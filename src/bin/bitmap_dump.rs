// Load an image, rotate it, binarize it and print what the decode engine would see
//
// Usage: bitmap_dump <image> [rotations] [hybrid|global] [step]
use barcode_reader::tools::{BinarizerKind, binary_stats, load_rotated, luminance_stats, render_ascii};
use barcode_reader::{Result, init_tracing};
use std::process::ExitCode;
use std::time::Instant;
use tracing::info;

fn run(args: &[String]) -> Result<()> {
    let path = &args[1];
    let rotations: u32 = args.get(2).and_then(|v| v.parse().ok()).unwrap_or(0);
    let kind = match args.get(3) {
        Some(name) => BinarizerKind::parse(name)?,
        None => BinarizerKind::default(),
    };

    let start = Instant::now();
    let source = load_rotated(path, rotations)?;
    let bitmap = kind.binarize(source.as_ref())?;
    info!(?kind, rotations, elapsed_ms = start.elapsed().as_millis() as u64, "binarized");

    let gray = luminance_stats(source.as_ref());
    let binary = binary_stats(bitmap.black_matrix());
    println!("Image: {} ({}x{})", path, source.width(), source.height());
    println!("Rotation: {}°", (rotations % 4) * 90);
    println!("Gray: min={} max={} avg={}", gray.min, gray.max, gray.avg);
    println!(
        "Binary ({:?}): {}/{} black ({:.1}%)",
        kind,
        binary.black_pixels,
        binary.total_pixels,
        binary.black_ratio * 100.0
    );

    // Aim for roughly 80 columns unless a step is given
    let step = args
        .get(4)
        .and_then(|v| v.parse().ok())
        .unwrap_or_else(|| bitmap.width().div_ceil(80).max(1));
    print!("{}", render_ascii(bitmap.black_matrix(), step));
    Ok(())
}

fn program_name(args: &[String]) -> &str {
    args.first().map_or("bitmap_dump", String::as_str)
}

fn main() -> ExitCode {
    init_tracing();

    let args: Vec<String> = std::env::args().collect();
    if args.len() < 2 {
        eprintln!(
            "Usage: {} <image> [rotations] [hybrid|global] [step]",
            program_name(&args)
        );
        return ExitCode::FAILURE;
    }

    match run(&args) {
        Ok(()) => ExitCode::SUCCESS,
        Err(err) => {
            eprintln!("error: {err}");
            ExitCode::FAILURE
        }
    }
}
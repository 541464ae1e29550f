//! Synchronous event fan-out
//!
//! [`Subscribers`] keeps callbacks in registration order and invokes them
//! on the publishing thread. The list sits behind an `Arc<RwLock<..>>` so a
//! forwarding callback handed to the decode engine sees subscribers added
//! or removed after it was installed.

use std::fmt;
use std::sync::atomic::{AtomicU64, Ordering};
use std::sync::{Arc, PoisonError, RwLock};

type Callback<T> = Arc<dyn Fn(&T) + Send + Sync>;

static NEXT_SUBSCRIPTION: AtomicU64 = AtomicU64::new(1);

/// Handle returned on subscription, used to unsubscribe
#[derive(Debug, Clone, Copy, PartialEq, Eq, Hash)]
pub struct SubscriptionId(u64);

impl SubscriptionId {
    fn next() -> Self {
        Self(NEXT_SUBSCRIPTION.fetch_add(1, Ordering::Relaxed))
    }
}

/// Ordered list of callbacks for events of type `T`
pub struct Subscribers<T> {
    callbacks: Arc<RwLock<Vec<(SubscriptionId, Callback<T>)>>>,
}

impl<T> Subscribers<T> {
    /// Empty list
    pub fn new() -> Self {
        Self {
            callbacks: Arc::new(RwLock::new(Vec::new())),
        }
    }

    /// Append a callback
    pub fn subscribe<F>(&self, callback: F) -> SubscriptionId
    where
        F: Fn(&T) + Send + Sync + 'static,
    {
        let id = SubscriptionId::next();
        self.callbacks
            .write()
            .unwrap_or_else(PoisonError::into_inner)
            .push((id, Arc::new(callback)));
        id
    }

    /// Remove a callback; false when `id` is not registered here
    pub fn unsubscribe(&self, id: SubscriptionId) -> bool {
        let mut callbacks = self
            .callbacks
            .write()
            .unwrap_or_else(PoisonError::into_inner);
        let before = callbacks.len();
        callbacks.retain(|(existing, _)| *existing != id);
        callbacks.len() != before
    }

    /// Number of registered callbacks
    pub fn len(&self) -> usize {
        self.callbacks
            .read()
            .unwrap_or_else(PoisonError::into_inner)
            .len()
    }

    /// True when nobody is subscribed
    pub fn is_empty(&self) -> bool {
        self.len() == 0
    }

    /// Invoke every callback with `event`, in registration order
    ///
    /// Callbacks run on a snapshot of the list, without the lock held.
    pub fn publish(&self, event: &T) {
        let snapshot: Vec<Callback<T>> = self
            .callbacks
            .read()
            .unwrap_or_else(PoisonError::into_inner)
            .iter()
            .map(|(_, callback)| Arc::clone(callback))
            .collect();
        for callback in snapshot {
            callback(event);
        }
    }
}

impl<T: 'static> Subscribers<T> {
    /// A single callback that publishes to whoever is subscribed when it runs
    pub fn forwarder(&self) -> Arc<dyn Fn(&T) + Send + Sync> {
        let shared = Self {
            callbacks: Arc::clone(&self.callbacks),
        };
        Arc::new(move |event: &T| shared.publish(event))
    }
}

impl<T> Default for Subscribers<T> {
    fn default() -> Self {
        Self::new()
    }
}

impl<T> fmt::Debug for Subscribers<T> {
    fn fmt(&self, f: &mut fmt::Formatter<'_>) -> fmt::Result {
        f.debug_struct("Subscribers")
            .field("len", &self.len())
            .finish()
    }
}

:::::

### Work instructions
Collect every line with the string "decode" from the records, and copy each.

### Solved exercise
// Load an image, rotate it, binarize it and print what the decode engine would see
//! forwarding callback handed to the decode engine sees subscribers added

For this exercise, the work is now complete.